Se il lavoro è una merce, di sicuro è una merce a svalutazione progressiva. Mentre la propaganda governativa continua a sfornare dati più o meno illusori sui benefici effetti del jobs act e sulla millantata stabilità dei contratti, la realtà si incarica di mostrare il lato vero degli attuali rapporti di forza tra capitale e lavoro.
Non era necessario essere osservatori particolarmente acuti per prevedere quello che in effetti è successo nei primi cinque mesi del 2016; bastava essere dotati di semplice buon senso per capire che l’apparente incremento dei contratti di lavoro cosiddetti “stabili” – in realtà stabilmente precari – era dovuto più agli incentivi generosamente elargiti alle imprese che agli effetti salvifici del jobs act. Tra gennaio e maggio 2016 il saldo dei contratti presunti stabili ha subito un crollo del 78% rispetto agli stessi mesi del 2015. Per la precisione, si è passati dal saldo positivo di 379.000 contratti nel 2015 a un ben più striminzito saldo di 82.000 unità nel 2016, addirittura meno che nel 2014, anno senza jobs act, quando il dato era di 122.000 nuovi contratti di lavoro, autenticamente stabili.

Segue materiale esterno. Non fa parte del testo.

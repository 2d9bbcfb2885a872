//! In-memory document and blob store for tests.
//!
//! Behaves like a remote store from the pipeline's point of view: listings can
//! be paginated, and creates in chosen collections can be made to fail.

use std::collections::{BTreeMap, HashSet};
use std::sync::Mutex;

use async_trait::async_trait;

use crate::contract::{
    BlobStore, Document, DocumentStore, FetchedImage, Fields, ImageFetcher, NewFile, StoreError,
    StoredFile,
};

#[derive(Debug, Default)]
struct State {
    collections: BTreeMap<String, BTreeMap<String, Fields>>,
    buckets: BTreeMap<String, BTreeMap<String, StoredFile>>,
    failing_collections: HashSet<String>,
}

/// Thread-safe in-memory store implementing both [`DocumentStore`] and [`BlobStore`].
#[derive(Debug, Default)]
pub struct MemoryStore {
    state: Mutex<State>,
    page_size: Option<usize>,
}

impl MemoryStore {
    pub fn new() -> Self {
        Self::default()
    }

    /// Listings return at most `page_size` entries, like a paginated remote API.
    pub fn with_page_size(page_size: usize) -> Self {
        Self {
            page_size: Some(page_size),
            ..Self::default()
        }
    }

    /// Every subsequent create in `collection` is rejected.
    pub fn fail_creates_in(&self, collection: &str) {
        self.lock().failing_collections.insert(collection.to_string());
    }

    pub fn insert_document(&self, collection: &str, id: &str, fields: Fields) {
        self.lock()
            .collections
            .entry(collection.to_string())
            .or_default()
            .insert(id.to_string(), fields);
    }

    pub fn insert_file(&self, bucket: &str, file: StoredFile) {
        self.lock()
            .buckets
            .entry(bucket.to_string())
            .or_default()
            .insert(file.id.clone(), file);
    }

    /// Every document in a collection, ignoring the page size.
    pub fn documents(&self, collection: &str) -> Vec<Document> {
        self.lock()
            .collections
            .get(collection)
            .map(|docs| {
                docs.iter()
                    .map(|(id, fields)| Document {
                        id: id.clone(),
                        fields: fields.clone(),
                    })
                    .collect()
            })
            .unwrap_or_default()
    }

    /// Every file in a bucket, ignoring the page size.
    pub fn files(&self, bucket: &str) -> Vec<StoredFile> {
        self.lock()
            .buckets
            .get(bucket)
            .map(|files| files.values().cloned().collect())
            .unwrap_or_default()
    }

    fn lock(&self) -> std::sync::MutexGuard<'_, State> {
        // A poisoned lock only means another test thread panicked mid-call.
        self.state.lock().unwrap_or_else(|e| e.into_inner())
    }

    fn page<T>(&self, items: Vec<T>) -> Vec<T> {
        match self.page_size {
            Some(n) => items.into_iter().take(n).collect(),
            None => items,
        }
    }
}

#[async_trait]
impl DocumentStore for MemoryStore {
    async fn list_documents(&self, collection: &str) -> Result<Vec<Document>, StoreError> {
        Ok(self.page(self.documents(collection)))
    }

    async fn create_document(
        &self,
        collection: &str,
        id: &str,
        fields: Fields,
    ) -> Result<Document, StoreError> {
        let mut state = self.lock();
        if state.failing_collections.contains(collection) {
            return Err(StoreError::Rejected {
                status: 500,
                message: format!("injected failure in {collection}"),
            });
        }
        let docs = state.collections.entry(collection.to_string()).or_default();
        if docs.contains_key(id) {
            return Err(StoreError::Rejected {
                status: 409,
                message: format!("document {id} already exists"),
            });
        }
        docs.insert(id.to_string(), fields.clone());
        Ok(Document {
            id: id.to_string(),
            fields,
        })
    }

    async fn delete_document(&self, collection: &str, id: &str) -> Result<(), StoreError> {
        self.lock()
            .collections
            .get_mut(collection)
            .and_then(|docs| docs.remove(id))
            .map(|_| ())
            .ok_or_else(|| StoreError::Rejected {
                status: 404,
                message: format!("document {id} not found in {collection}"),
            })
    }
}

#[async_trait]
impl BlobStore for MemoryStore {
    async fn list_files(&self, bucket: &str) -> Result<Vec<StoredFile>, StoreError> {
        Ok(self.page(self.files(bucket)))
    }

    async fn create_file(&self, bucket: &str, file: NewFile) -> Result<StoredFile, StoreError> {
        let stored = StoredFile {
            id: file.id,
            name: file.name,
            mime_type: file.content_type,
            size: file.size,
        };
        self.insert_file(bucket, stored.clone());
        Ok(stored)
    }

    async fn delete_file(&self, bucket: &str, id: &str) -> Result<(), StoreError> {
        self.lock()
            .buckets
            .get_mut(bucket)
            .and_then(|files| files.remove(id))
            .map(|_| ())
            .ok_or_else(|| StoreError::Rejected {
                status: 404,
                message: format!("file {id} not found in {bucket}"),
            })
    }

    fn file_view_url(&self, bucket: &str, id: &str) -> String {
        format!("memory://{bucket}/{id}/view")
    }
}

/// Image source that answers every fetch with the same bytes.
#[derive(Debug, Clone)]
pub struct StaticImageFetcher {
    pub bytes: Vec<u8>,
    pub content_type: String,
}

impl Default for StaticImageFetcher {
    fn default() -> Self {
        Self {
            bytes: vec![0x89, b'P', b'N', b'G'],
            content_type: "image/png".to_string(),
        }
    }
}

#[async_trait]
impl ImageFetcher for StaticImageFetcher {
    async fn fetch(&self, _url: &str) -> Result<FetchedImage, StoreError> {
        Ok(FetchedImage {
            bytes: self.bytes.clone(),
            content_type: self.content_type.clone(),
        })
    }
}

“Da quando gli incentivi alle assunzioni a tempo indeterminato sono dimezzati, le imprese hanno smesso di investire sui contratti a tutele crescenti” (Il Fatto Quotidiano, 19.7.16). Investire è un parolone. Per il costo del lavoro, i padroni sono disposti – da sempre – a investire il meno possibile; ma oggi hanno a disposizione numerosi strumenti per avvicinarlo sempre di più alle condizioni – per loro – ideali. Niente, se non la resistenza organizzata dei lavoratori, può convincere le imprese ad andare in direzione contraria alla propria convenienza. E infatti, a fianco dell’iniziale entusiasmo per le assunzioni alleggerite dei contributi, le cronache registravano già dal 2015 una crescita impetuosa nell’uso dei cosiddetti vouchers, i buoni lavoro acquistabili in tabaccheria. Anche solo nella forma di acquisto, questi buoni descrivono il lavoro nella sua forma essenziale di merce: e infatti si acquistano dal tabaccaio, come un qualsiasi altro bene di consumo, un pacchetto di caramelle o un chilo di sale fino. Invece di assumere con un contratto qualsiasi, in una delle tante forme possibili, a termine, a chiamata, etc. il datore di lavoro acquista un po’ di vouchers e ha a disposizione un lavoratore utilizzabile a piacere. Partiti in sordina nel 2008, con un uso limitato a prestazioni occasionali, nello stesso periodo che abbiamo preso in esame, cioè i primi cinque mesi del 2016, ne sono stati venduti 56,7 milioni, con un incremento del 43% rispetto al 2015. Che d’altronde aveva già visto, rispetto al 2014, uno spettacolare aumento del 72,5%. Dal 2008 in poi il numero dei vouchers è aumentato di ben 129 volte!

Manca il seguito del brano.